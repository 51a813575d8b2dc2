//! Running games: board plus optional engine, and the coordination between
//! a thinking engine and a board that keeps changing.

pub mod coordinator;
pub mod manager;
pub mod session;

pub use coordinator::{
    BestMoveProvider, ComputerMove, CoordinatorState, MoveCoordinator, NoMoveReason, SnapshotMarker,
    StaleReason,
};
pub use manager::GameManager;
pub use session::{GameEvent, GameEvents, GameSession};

------

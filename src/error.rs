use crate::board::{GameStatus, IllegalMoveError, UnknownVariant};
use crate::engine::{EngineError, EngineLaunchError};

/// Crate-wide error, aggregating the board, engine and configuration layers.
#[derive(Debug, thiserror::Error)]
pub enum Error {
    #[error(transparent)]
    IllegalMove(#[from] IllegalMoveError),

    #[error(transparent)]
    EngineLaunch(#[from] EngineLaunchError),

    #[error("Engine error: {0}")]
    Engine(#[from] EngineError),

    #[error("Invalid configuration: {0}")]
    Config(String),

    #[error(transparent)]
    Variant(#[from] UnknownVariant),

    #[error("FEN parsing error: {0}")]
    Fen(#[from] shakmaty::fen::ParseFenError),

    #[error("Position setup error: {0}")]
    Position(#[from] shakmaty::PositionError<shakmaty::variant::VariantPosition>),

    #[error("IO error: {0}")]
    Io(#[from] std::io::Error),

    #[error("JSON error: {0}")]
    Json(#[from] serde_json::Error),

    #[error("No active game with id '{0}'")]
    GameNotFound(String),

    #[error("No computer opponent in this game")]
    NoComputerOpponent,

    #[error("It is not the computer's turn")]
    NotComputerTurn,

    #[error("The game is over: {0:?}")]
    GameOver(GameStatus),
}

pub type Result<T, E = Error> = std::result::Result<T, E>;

------

• _Instructions to follow_
Note each line above that contains "IllegalMoveError" and copy it out.

• _Response_
use crate::board::{GameStatus, IllegalMoveError, UnknownVariant};
    IllegalMove(#[from] IllegalMoveError),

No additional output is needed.